Methods for orally administering vulnerable pharmacological agents have relied on co-administration of adjuvants (e.g. resorcinols and non-ionic surfactants such as polyoxyethylene oleyl ether and n-hexadecyl polyethylene ether) to artificially increase the permeability of the intestinal walls; co-administration of enzymatic inhibitors (e.g. pancreatic trypsin inhibitor, diisopropylfluorophosphate (DFP) and trasylol) to avoid enzymatic degradation; and encapsulation of the active agent in liposomes or other delivery vehicles.

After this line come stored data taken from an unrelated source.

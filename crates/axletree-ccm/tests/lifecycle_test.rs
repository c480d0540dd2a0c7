#![allow(clippy::unwrap_used)]
// Integration tests for the attachment lifecycle against a mocked AXL
// endpoint: attach on load, dirty tracking through update, detach on
// remove, and the SQL-backed relationship helpers.

use pretty_assertions::assert_eq;
use url::Url;
use wiremock::matchers::{body_string_contains, header, method, path};
use wiremock::{Mock, MockServer, ResponseTemplate};

use axletree_api::value::parse_uuid;
use axletree_api::{AxlClient, Credentials, SchemaVersion};
use axletree_ccm::model::{
    DeviceProfile, Line, Phone, RemoteDestination, RemoteDestinationProfile, TimeSchedule, User,
};
use axletree_ccm::{AxlRecord, CcmError, ListQuery, SqlUtils};

const PHONE_UUID: &str = "{3B1A2C4D-9F00-4E5A-8B1C-0D2E3F4A5B6C}";
const LINE_UUID: &str = "{11112222-3333-4444-5555-666677778888}";
const USER_UUID: &str = "{AABBCCDD-0000-0000-0000-000000000009}";
const PERIOD_UUID: &str = "{AABBCCDD-0000-0000-0000-00000000000A}";

// ── Helpers ─────────────────────────────────────────────────────────

async fn setup() -> (MockServer, AxlClient) {
    let server = MockServer::start().await;
    let endpoint = Url::parse(&format!("{}/axl/", server.uri())).unwrap();
    let client = AxlClient::with_endpoint(
        reqwest::Client::new(),
        endpoint,
        SchemaVersion::V12_5,
        Credentials::new("axladmin", "secret"),
    );
    (server, client)
}

fn axl_response(operation: &str, inner: &str) -> String {
    format!(
        "<?xml version=\"1.0\" encoding=\"UTF-8\"?>\
         <soapenv:Envelope xmlns:soapenv=\"http://schemas.xmlsoap.org/soap/envelope/\">\
         <soapenv:Body>\
         <ns:{operation}Response xmlns:ns=\"http://www.cisco.com/AXL/API/12.5\">\
         {inner}\
         </ns:{operation}Response>\
         </soapenv:Body>\
         </soapenv:Envelope>"
    )
}

fn axl_fault(code: i64, message: &str, request: &str) -> String {
    format!(
        "<soapenv:Envelope xmlns:soapenv=\"http://schemas.xmlsoap.org/soap/envelope/\">\
         <soapenv:Body><soapenv:Fault>\
         <faultcode>soapenv:Client</faultcode>\
         <faultstring>{message}</faultstring>\
         <detail><axlError>\
         <axlcode>{code}</axlcode>\
         <axlmessage>{message}</axlmessage>\
         <request>{request}</request>\
         </axlError></detail>\
         </soapenv:Fault></soapenv:Body></soapenv:Envelope>"
    )
}

fn xml_response(body: String) -> ResponseTemplate {
    ResponseTemplate::new(200)
        .insert_header("Content-Type", "text/xml;charset=UTF-8")
        .set_body_string(body)
}

fn soap_action(operation: &str) -> String {
    format!("\"CUCM:DB ver=12.5 {operation}\"")
}

async fn mock_get_phone(server: &MockServer) {
    let inner = format!(
        "<return><phone uuid=\"{PHONE_UUID}\">\
         <name>SEP001122334455</name>\
         <description>lobby</description>\
         </phone></return>"
    );
    Mock::given(method("POST"))
        .and(path("/axl/"))
        .and(header("SOAPAction", soap_action("getPhone")))
        .respond_with(xml_response(axl_response("getPhone", &inner)))
        .mount(server)
        .await;
}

Irrespective of the mode of administration of many therapeutic compounds, once they gain access to body tissues or fluids they are then subject to rapid inactivation in the liver, termed the "first-pass effect." Orally administered compounds in particular are rapidly delivered to the liver via the portal circulation. Many compounds are acted upon by mixed-function oxidases, Phase I enzymes and other liver enzymes to produce inactive glucuronides, hippurates, glycyl and acetyl derivatives, which are rapidly excreted by the kidney.
There is thus a need in the art for methods and compositions to enable potential therapeutic agents to be rapidly absorbed in the intestine and avoid first-pass inactivation in the liver.